TASK GOAL: Every line below containing the word "DateTime" should be found and copied.
● ● ● ● ● ● ●
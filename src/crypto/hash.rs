//! Cryptographic hashing utilities for the ledger
//!
//! Provides SHA-256 based hashing functions used for block hashes,
//! transaction IDs, snapshot hashes and script derivation.

use sha2::{Digest, Sha256};

/// Prefix for scripts derived by a wallet
pub const SCRIPT_PREFIX: &str = "ws1";

/// Computes SHA-256 hash of the input data
pub fn sha256(data: &[u8]) -> Vec<u8> {
    let mut hasher = Sha256::new();
    hasher.update(data);
    hasher.finalize().to_vec()
}

/// Computes double SHA-256 hash (SHA-256 of SHA-256)
/// Used for block hashes
pub fn double_sha256(data: &[u8]) -> Vec<u8> {
    sha256(&sha256(data))
}

/// Computes SHA-256 hash and returns it as a hex string
pub fn sha256_hex(data: &[u8]) -> String {
    hex::encode(sha256(data))
}

/// Computes double SHA-256 hash and returns it as a hex string
pub fn double_sha256_hex(data: &[u8]) -> String {
    hex::encode(double_sha256(data))
}

/// Derive the `counter`-th script of a wallet seed.
///
/// Key derivation lives outside the ledger; this only needs to be
/// deterministic and collision-free for a given seed.
pub fn derive_script(seed: &str, counter: u32) -> String {
    let hex = sha256_hex(format!("{}/{}", seed, counter).as_bytes());
    format!("{}{}", SCRIPT_PREFIX, &hex[..40])
}
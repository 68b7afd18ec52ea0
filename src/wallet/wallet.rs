//! Wallet implementation for the ledger
//!
//! A wallet is a set of tracked scripts plus the ownership index derived from
//! them. Keys live in an external key manager; scripts are either derived
//! from the wallet seed or imported by the host.

use crate::core::error::LedgerError;
use crate::core::fee::FeePolicy;
use crate::core::ledger::{OutputId, OutputLedger};
use crate::core::maturity::MaturityPolicy;
use crate::crypto::derive_script;
use crate::wallet::balance::{self, BalanceBreakdown};
use crate::wallet::builder::{self, SpendContext, UnsignedSpend};
use crate::wallet::ownership::OwnershipIndex;
use log::info;
use serde::{Deserialize, Serialize};
use std::collections::BTreeSet;

/// Scripts the wallet considers its own
#[derive(Debug, Clone, Default, PartialEq, Eq, Serialize, Deserialize)]
pub struct TrackedScripts(BTreeSet<String>);

impl TrackedScripts {
    pub fn new() -> Self {
        Self::default()
    }

    pub fn insert(&mut self, script: String) -> bool {
        self.0.insert(script)
    }

    pub fn contains(&self, script: &str) -> bool {
        self.0.contains(script)
    }

    pub fn iter(&self) -> impl Iterator<Item = &String> {
        self.0.iter()
    }

    pub fn len(&self) -> usize {
        self.0.len()
    }

    pub fn is_empty(&self) -> bool {
        self.0.is_empty()
    }
}

/// Serializable wallet data for persistence
#[derive(Debug, Clone, PartialEq, Eq, Serialize, Deserialize)]
pub struct WalletData {
    pub seed: String,
    pub next_index: u32,
    pub scripts: TrackedScripts,
}

#[derive(Debug, Clone)]
pub struct Wallet {
    seed: String,
    next_index: u32,
    scripts: TrackedScripts,
    index: OwnershipIndex,
}

impl Wallet {
    /// Create a wallet whose primary script is derived from `seed`
    pub fn new(seed: &str) -> Self {
        let mut scripts = TrackedScripts::new();
        scripts.insert(derive_script(seed, 0));
        Self {
            seed: seed.to_string(),
            next_index: 1,
            scripts,
            index: OwnershipIndex::new(),
        }
    }

    /// Script receiving genesis stake and change
    pub fn primary_script(&self) -> String {
        derive_script(&self.seed, 0)
    }

    /// Derive and track a fresh script
    pub fn new_script(&mut self) -> String {
        let script = derive_script(&self.seed, self.next_index);
        self.next_index += 1;
        self.scripts.insert(script.clone());
        script
    }

    /// Track a script handed over by the key manager.
    ///
    /// Outputs already in the ledger are only picked up by a rescan.
    pub fn track_script(&mut self, script: &str) -> bool {
        self.scripts.insert(script.to_string())
    }

    pub fn is_mine(&self, script: &str) -> bool {
        self.scripts.contains(script)
    }

    pub fn scripts(&self) -> &TrackedScripts {
        &self.scripts
    }

    pub fn index(&self) -> &OwnershipIndex {
        &self.index
    }

    pub fn set_index(&mut self, index: OwnershipIndex) {
        self.index = index;
    }

    /// Fold outputs a block just created into the index
    pub fn note_outputs(&mut self, ledger: &OutputLedger, created: &[OutputId]) -> usize {
        self.index.note_outputs(ledger, created, &self.scripts)
    }

    /// Index re-derived for `from..=to`, leaving the wallet untouched
    pub fn rescanned_index(
        &self,
        ledger: &OutputLedger,
        from: u64,
        to: u64,
        tip: u64,
    ) -> Result<(OwnershipIndex, usize), LedgerError> {
        if from > to || to > tip {
            return Err(LedgerError::InvalidRange { from, to, tip });
        }

        let mut index = self.index.clone();
        let found = index.rescan(ledger, &self.scripts, from, to);
        info!(
            "Rescanned heights {}..={}: {} owned outputs, {} total",
            from,
            to,
            found,
            index.len()
        );
        Ok((index, found))
    }

    /// Re-derive ownership for `from..=to` in place
    pub fn rescan(
        &mut self,
        ledger: &OutputLedger,
        from: u64,
        to: u64,
        tip: u64,
    ) -> Result<usize, LedgerError> {
        let (index, found) = self.rescanned_index(ledger, from, to, tip)?;
        self.index = index;
        Ok(found)
    }

    /// Get the spendable balance at `height`
    pub fn balance(
        &self,
        ledger: &OutputLedger,
        policy: &MaturityPolicy,
        height: u64,
    ) -> Result<u64, LedgerError> {
        balance::balance(ledger, &self.index, policy, height)
    }

    pub fn breakdown(
        &self,
        ledger: &OutputLedger,
        policy: &MaturityPolicy,
        height: u64,
    ) -> Result<BalanceBreakdown, LedgerError> {
        balance::breakdown(ledger, &self.index, policy, height)
    }

    /// Create an unsigned transaction paying `amount` to `destination`
    pub fn build_spend(
        &self,
        ledger: &OutputLedger,
        policy: &MaturityPolicy,
        fee: &FeePolicy,
        destination: &str,
        amount: u64,
        height: u64,
    ) -> Result<UnsignedSpend, LedgerError> {
        let ctx = SpendContext {
            ledger,
            index: &self.index,
            policy,
            fee,
            height,
        };
        builder::build_spend(&ctx, destination, &self.primary_script(), amount)
    }

    /// Export everything but the derived index
    pub fn to_data(&self) -> WalletData {
        WalletData {
            seed: self.seed.clone(),
            next_index: self.next_index,
            scripts: self.scripts.clone(),
        }
    }

    /// Restore a wallet; its index is empty until the next rescan
    pub fn from_data(data: WalletData) -> Self {
        let mut scripts = data.scripts;
        scripts.insert(derive_script(&data.seed, 0));
        Self {
            seed: data.seed,
            next_index: data.next_index.max(1),
            scripts,
            index: OwnershipIndex::new(),
        }
    }
}
//! Command-line host for the ledger

pub mod commands;

pub use commands::*;
//! Fee policy
//!
//! Fees are paid implicitly: whatever a transaction's inputs carry beyond its
//! outputs is the fee. The wallet picks how much to leave behind.

use crate::core::transaction::estimated_size;
use serde::{Deserialize, Serialize};

/// Default flat fee in the smallest unit
pub const DEFAULT_FLAT_FEE: u64 = 1;

/// Fee rate in units per estimated byte
#[derive(Debug, Clone, Copy, PartialEq, Eq, PartialOrd, Ord, Serialize, Deserialize)]
pub struct FeeRate(pub u64);

impl FeeRate {
    /// Calculate fee for a given size
    pub fn fee_for_size(&self, size_bytes: usize) -> u64 {
        self.0.saturating_mul(size_bytes as u64)
    }
}

/// How the wallet prices its own transactions
#[derive(Debug, Clone, Copy, PartialEq, Eq, Serialize, Deserialize)]
pub enum FeePolicy {
    Flat(u64),
    PerByte(FeeRate),
}

impl Default for FeePolicy {
    fn default() -> Self {
        FeePolicy::Flat(DEFAULT_FLAT_FEE)
    }
}

impl FeePolicy {
    /// Fee for a transaction with the given number of inputs and outputs
    pub fn fee_for(&self, inputs: usize, outputs: usize) -> u64 {
        match self {
            FeePolicy::Flat(fee) => *fee,
            FeePolicy::PerByte(rate) => rate.fee_for_size(estimated_size(inputs, outputs)),
        }
    }
}
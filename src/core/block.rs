//! Block implementation for the ledger
//!
//! A block is a connected, already-validated record handed over by the
//! consensus layer: a height, a hash and an ordered list of transactions.

use crate::core::transaction::Transaction;
use crate::crypto::double_sha256_hex;
use chrono::{DateTime, Utc};
use serde::{Deserialize, Serialize};

/// Previous hash of the genesis block
pub fn null_hash() -> String {
    "0".repeat(64)
}

/// A block in the ledger
#[derive(Debug, Clone, Serialize, Deserialize, PartialEq)]
pub struct Block {
    /// Block height (genesis is 0)
    pub height: u64,
    /// Block hash (cached)
    pub hash: String,
    /// Hash of the previous block
    pub previous_hash: String,
    /// Block creation timestamp
    pub timestamp: DateTime<Utc>,
    /// List of transactions in the block
    pub transactions: Vec<Transaction>,
}

impl Block {
    /// Create a new block on top of `previous_hash`
    pub fn new(height: u64, previous_hash: String, transactions: Vec<Transaction>) -> Self {
        let mut block = Self {
            height,
            hash: String::new(),
            previous_hash,
            timestamp: Utc::now(),
            transactions,
        };
        block.hash = block.calculate_hash();
        block
    }

    /// Create the genesis block paying the given allocations
    pub fn genesis(allocations: &[(String, u64)]) -> Self {
        let transactions = if allocations.is_empty() {
            Vec::new()
        } else {
            vec![Transaction::allocation(allocations, 0)]
        };
        Self::new(0, null_hash(), transactions)
    }

    /// Calculate the hash over the header fields and every transaction id
    pub fn calculate_hash(&self) -> String {
        let tx_ids: Vec<&str> = self.transactions.iter().map(|tx| tx.id.as_str()).collect();
        let data = format!(
            "{}{}{}{}",
            self.height,
            self.previous_hash,
            self.timestamp.timestamp(),
            tx_ids.join("")
        );
        double_sha256_hex(data.as_bytes())
    }

    /// Verify the block hash and every transaction id
    pub fn verify_hash(&self) -> bool {
        self.hash == self.calculate_hash() && self.transactions.iter().all(|tx| tx.verify_id())
    }

    /// Get number of transactions in this block
    pub fn tx_count(&self) -> usize {
        self.transactions.len()
    }
}
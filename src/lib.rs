//! UTXO Ledger: output ledger, maturity rules and wallet ownership tracking
//!
//! This crate provides:
//! - An append-only Output Ledger with a spend log
//! - Coinbase and stake maturity rules
//! - Atomic block application with a running UTXO snapshot hash
//! - Wallet ownership index with incremental updates and rescans
//! - Height-aware balances and coin selection for spends
//! - JSON persistence that replays the chain on load
//!
//! # Example
//!
//! ```rust
//! use utxo_ledger::core::LedgerConfig;
//! use utxo_ledger::node::Node;
//! use utxo_ledger::wallet::Wallet;
//!
//! let config = LedgerConfig::default().with_maturity(1);
//! let mut node = Node::with_stake(config, Wallet::new("doc"), 1_000).unwrap();
//!
//! // Let the genesis stake mature
//! node.generate(1, None).unwrap();
//! assert_eq!(node.get_balance(None).unwrap(), 1_000);
//!
//! let spend = node.build_spend("recipient", 400).unwrap();
//! node.mine_block(vec![spend.transaction]).unwrap();
//! assert_eq!(node.get_balance(None).unwrap(), 599);
//! ```

pub mod cli;
pub mod core;
pub mod crypto;
pub mod node;
pub mod service;
pub mod snapshot;
pub mod storage;
pub mod wallet;

// Re-export commonly used types
pub use core::{
    ApplyOutcome, Block, BlockApplier, LedgerConfig, LedgerError, MaturityPolicy, OutPoint,
    OutputLedger, Transaction,
};
pub use node::Node;
pub use service::LedgerService;
pub use snapshot::{Snapshot, SnapshotHash};
pub use storage::{Storage, StorageConfig, StorageError};
pub use wallet::{OwnershipIndex, Wallet};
● ● ● ● ● ● ●
REPLY:
use chrono::{DateTime, Utc};
    pub timestamp: DateTime<Utc>,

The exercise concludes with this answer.